Sorting through old notes, I find this link for a book recommended by a source I can’t recall. I haven’t read the book, but according to the review it offers a compelling case for exonerating Lt. George Bascom of long-standing charges of brash arrogance, youthful stupidity and conduct unbecoming an officer of the United States Army.

Bascom’s violent collision with Cochise and his Chiricahua followers at Apache Pass in February 1861 is frequently cited as the proximate cause of the Apache Wars. Dozens of chroniclers have described those dramatic events with differing details, but all agree that Bascom first invited Cochise into his tent and then attempted to seize the chief and a half dozen of his followers with the intention of exchanging them for a young boy taken by Apache raiders a short time before. Although the soldiers succeeded in corralling three warriors and the chief’s own wife and young son, Cochise himself escaped the trap.

Matching treachery with treachery, Cochise then attempted to snare Bascom himself under the ruse of a second parley. The Apaches failed to net the young lieutenant but did succeed in capturing several other white men, who they offered to trade for their own people. Bascom stubbornly refused to negotiate for anything but the young boy he had been sent to recover. Unfortunately, that boy was a captive not of the Chiricahua but of the Coyoteros and was not even on the scene.

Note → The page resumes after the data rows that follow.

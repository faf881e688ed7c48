pub mod client;
pub mod normalize;
pub mod pubapi;

use chrono::{DateTime, Utc};
use serde::Deserialize;
use serde_with::{DefaultOnError, serde_as};

// ---------------------------------------------------------------------------
// Domain types — display-ready view model, independent of the PubAPI wire format
// ---------------------------------------------------------------------------

/// Directory filter: the federation titles the directory endpoint knows about.
#[derive(Debug, Clone, Copy, Default, PartialEq, Eq)]
pub enum Title {
    #[default]
    Gm,
    Wgm,
    Im,
    Wim,
    Fm,
    Wfm,
    Nm,
    Wnm,
    Cm,
    Wcm,
}

impl Title {
    pub const ALL: [Title; 10] = [
        Title::Gm,
        Title::Wgm,
        Title::Im,
        Title::Wim,
        Title::Fm,
        Title::Wfm,
        Title::Nm,
        Title::Wnm,
        Title::Cm,
        Title::Wcm,
    ];

    /// Path segment used by `/pub/titled/{title}`.
    pub fn as_str(&self) -> &'static str {
        match self {
            Title::Gm => "GM",
            Title::Wgm => "WGM",
            Title::Im => "IM",
            Title::Wim => "WIM",
            Title::Fm => "FM",
            Title::Wfm => "WFM",
            Title::Nm => "NM",
            Title::Wnm => "WNM",
            Title::Cm => "CM",
            Title::Wcm => "WCM",
        }
    }

    pub fn label(&self) -> &'static str {
        match self {
            Title::Gm => "Grandmasters",
            Title::Wgm => "Woman Grandmasters",
            Title::Im => "International Masters",
            Title::Wim => "Woman International Masters",
            Title::Fm => "FIDE Masters",
            Title::Wfm => "Woman FIDE Masters",
            Title::Nm => "National Masters",
            Title::Wnm => "Woman National Masters",
            Title::Cm => "Candidate Masters",
            Title::Wcm => "Woman Candidate Masters",
        }
    }

    /// Case-insensitive lookup by abbreviation ("gm", "WIM", ...).
    pub fn parse(s: &str) -> Option<Self> {
        let s = s.trim();
        Self::ALL.into_iter().find(|t| t.as_str().eq_ignore_ascii_case(s))
    }

    /// Cycles through [`Title::ALL`], wrapping back to GM.
    pub fn next(self) -> Self {
        let idx = Self::ALL.iter().position(|t| *t == self).unwrap_or(0);
        Self::ALL[(idx + 1) % Self::ALL.len()]
    }
}

/// Player identity and account metadata, as served by `/pub/player/{username}`.
///
/// Only `username` is required; a profile without it is a parse failure. Every
/// other field degrades to absent (or zero) when missing or mistyped.
#[serde_as]
#[derive(Debug, Clone, Default, PartialEq, Deserialize)]
pub struct PlayerProfile {
    /// Case-preserved for display. Compare via [`PlayerProfile::viewer_key`].
    pub username: String,
    /// Zero when the payload omits it.
    #[serde_as(as = "DefaultOnError")]
    #[serde(default)]
    pub player_id: u64,
    #[serde_as(as = "DefaultOnError")]
    #[serde(default)]
    pub url: Option<String>,
    #[serde_as(as = "DefaultOnError")]
    #[serde(default)]
    pub title: Option<String>,
    #[serde_as(as = "DefaultOnError")]
    #[serde(default)]
    pub status: Option<String>,
    #[serde_as(as = "DefaultOnError")]
    #[serde(default)]
    pub name: Option<String>,
    #[serde_as(as = "DefaultOnError")]
    #[serde(default)]
    pub avatar: Option<String>,
    /// Resource URL (e.g. `.../pub/country/US`), resolved to a name by the aggregator.
    #[serde_as(as = "DefaultOnError")]
    #[serde(default)]
    pub country: Option<String>,
    #[serde_as(as = "DefaultOnError")]
    #[serde(default)]
    pub location: Option<String>,
    #[serde_as(as = "DefaultOnError")]
    #[serde(default)]
    pub followers: Option<u64>,
    #[serde_as(as = "DefaultOnError")]
    #[serde(default)]
    pub joined: Option<i64>,
    #[serde_as(as = "DefaultOnError")]
    #[serde(default)]
    pub last_online: Option<i64>,
    #[serde_as(as = "DefaultOnError")]
    #[serde(default)]
    pub league: Option<String>,
    #[serde_as(as = "DefaultOnError")]
    #[serde(default)]
    pub verified: bool,
    #[serde_as(as = "DefaultOnError")]
    #[serde(default)]
    pub is_streamer: bool,
    #[serde_as(as = "DefaultOnError")]
    #[serde(default)]
    pub twitch_url: Option<String>,
    #[serde_as(as = "DefaultOnError")]
    #[serde(default)]
    pub youtube_url: Option<String>,
}

impl PlayerProfile {
    /// Lowercased username used to locate the player's side in game records.
    pub fn viewer_key(&self) -> String {
        self.username.to_lowercase()
    }

    pub fn joined_at(&self) -> Option<DateTime<Utc>> {
        self.joined.and_then(epoch_to_utc)
    }

    pub fn last_online_at(&self) -> Option<DateTime<Utc>> {
        self.last_online.and_then(epoch_to_utc)
    }

    /// (label, url) pairs; empty unless the account is flagged as a streamer.
    pub fn streaming_links(&self) -> Vec<(&'static str, &str)> {
        if !self.is_streamer {
            return Vec::new();
        }
        [("Twitch", &self.twitch_url), ("YouTube", &self.youtube_url)]
            .into_iter()
            .filter_map(|(label, url)| url.as_deref().filter(|u| !u.is_empty()).map(|u| (label, u)))
            .collect()
    }
}

#[derive(Debug, Clone, Copy, PartialEq, Eq)]
pub enum GameMode {
    Rapid,
    Blitz,
    Bullet,
}

impl GameMode {
    pub fn label(&self) -> &'static str {
        match self {
            GameMode::Rapid => "rapid",
            GameMode::Blitz => "blitz",
            GameMode::Bullet => "bullet",
        }
    }
}

/// Rating and record snapshot for one game mode.
#[derive(Debug, Clone, PartialEq, Eq)]
pub struct ModeStat {
    pub mode: GameMode,
    pub last: Option<u32>,
    pub best: Option<u32>,
    pub win: Option<u32>,
    pub loss: Option<u32>,
    pub draw: Option<u32>,
}

impl ModeStat {
    pub fn has_any_field(&self) -> bool {
        self.last.is_some()
            || self.best.is_some()
            || self.win.is_some()
            || self.loss.is_some()
            || self.draw.is_some()
    }
}

/// The viewed player's side of the board.
#[derive(Debug, Clone, Copy, PartialEq, Eq)]
pub enum PieceColor {
    White,
    Black,
}

impl PieceColor {
    pub fn label(&self) -> &'static str {
        match self {
            PieceColor::White => "white",
            PieceColor::Black => "black",
        }
    }
}

/// Outcome from the viewed player's perspective.
#[derive(Debug, Clone, Copy, PartialEq, Eq)]
pub enum GameResult {
    Win,
    Loss,
    Draw,
}

impl GameResult {
    pub fn short_label(&self) -> &'static str {
        match self {
            GameResult::Win => "W",
            GameResult::Loss => "L",
            GameResult::Draw => "D",
        }
    }
}

#[derive(Debug, Clone, PartialEq, Eq)]
pub struct OngoingGame {
    pub url: String,
    pub opponent: String,
    pub color: PieceColor,
    pub time_class: Option<String>,
    /// Move deadline, epoch seconds.
    pub move_by: Option<i64>,
}

impl OngoingGame {
    pub fn move_by_at(&self) -> Option<DateTime<Utc>> {
        self.move_by.and_then(epoch_to_utc)
    }
}

#[derive(Debug, Clone, PartialEq, Eq)]
pub struct FinishedGame {
    pub url: String,
    pub opponent: String,
    pub color: PieceColor,
    pub result: GameResult,
    pub time_class: Option<String>,
    pub time_control: Option<String>,
    /// Epoch seconds.
    pub end_time: Option<i64>,
}

impl FinishedGame {
    pub fn ended_at(&self) -> Option<DateTime<Utc>> {
        self.end_time.and_then(epoch_to_utc)
    }
}

/// Present only when at least one of the two lists is.
#[derive(Debug, Clone, Default, PartialEq, Eq)]
pub struct GameLists {
    pub ongoing: Option<Vec<OngoingGame>>,
    pub recent: Option<Vec<FinishedGame>>,
}

/// Everything the profile page shows, assembled fresh per request.
#[derive(Debug, Clone, Default, PartialEq)]
pub struct ProfileData {
    pub player: PlayerProfile,
    pub country_name: Option<String>,
    pub stats: Option<Vec<ModeStat>>,
    pub games: Option<GameLists>,
}

impl ProfileData {
    pub fn ongoing(&self) -> &[OngoingGame] {
        self.games
            .as_ref()
            .and_then(|g| g.ongoing.as_deref())
            .unwrap_or_default()
    }

    pub fn recent(&self) -> &[FinishedGame] {
        self.games
            .as_ref()
            .and_then(|g| g.recent.as_deref())
            .unwrap_or_default()
    }

    pub fn stats(&self) -> &[ModeStat] {
        self.stats.as_deref().unwrap_or_default()
    }
}

fn epoch_to_utc(secs: i64) -> Option<DateTime<Utc>> {
    if secs <= 0 {
        return None;
    }
    DateTime::from_timestamp(secs, 0)
}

The stalemate ended when more soldiers arrived to relieve Bascom’s besieged detachment and the Apaches withdrew after murdering their own captives. In the final act of the tragedy the soldiers hanged six of the Apaches they held as they marched back to Fort Buchanan, carrying with them Cochise’s wife and son. Those soon escaped or were released, but the damage was done. As the Mexicans had learned long before, the Apache were not a forgiving people and would extract payment with interest for any insult or wrong inflicted on them.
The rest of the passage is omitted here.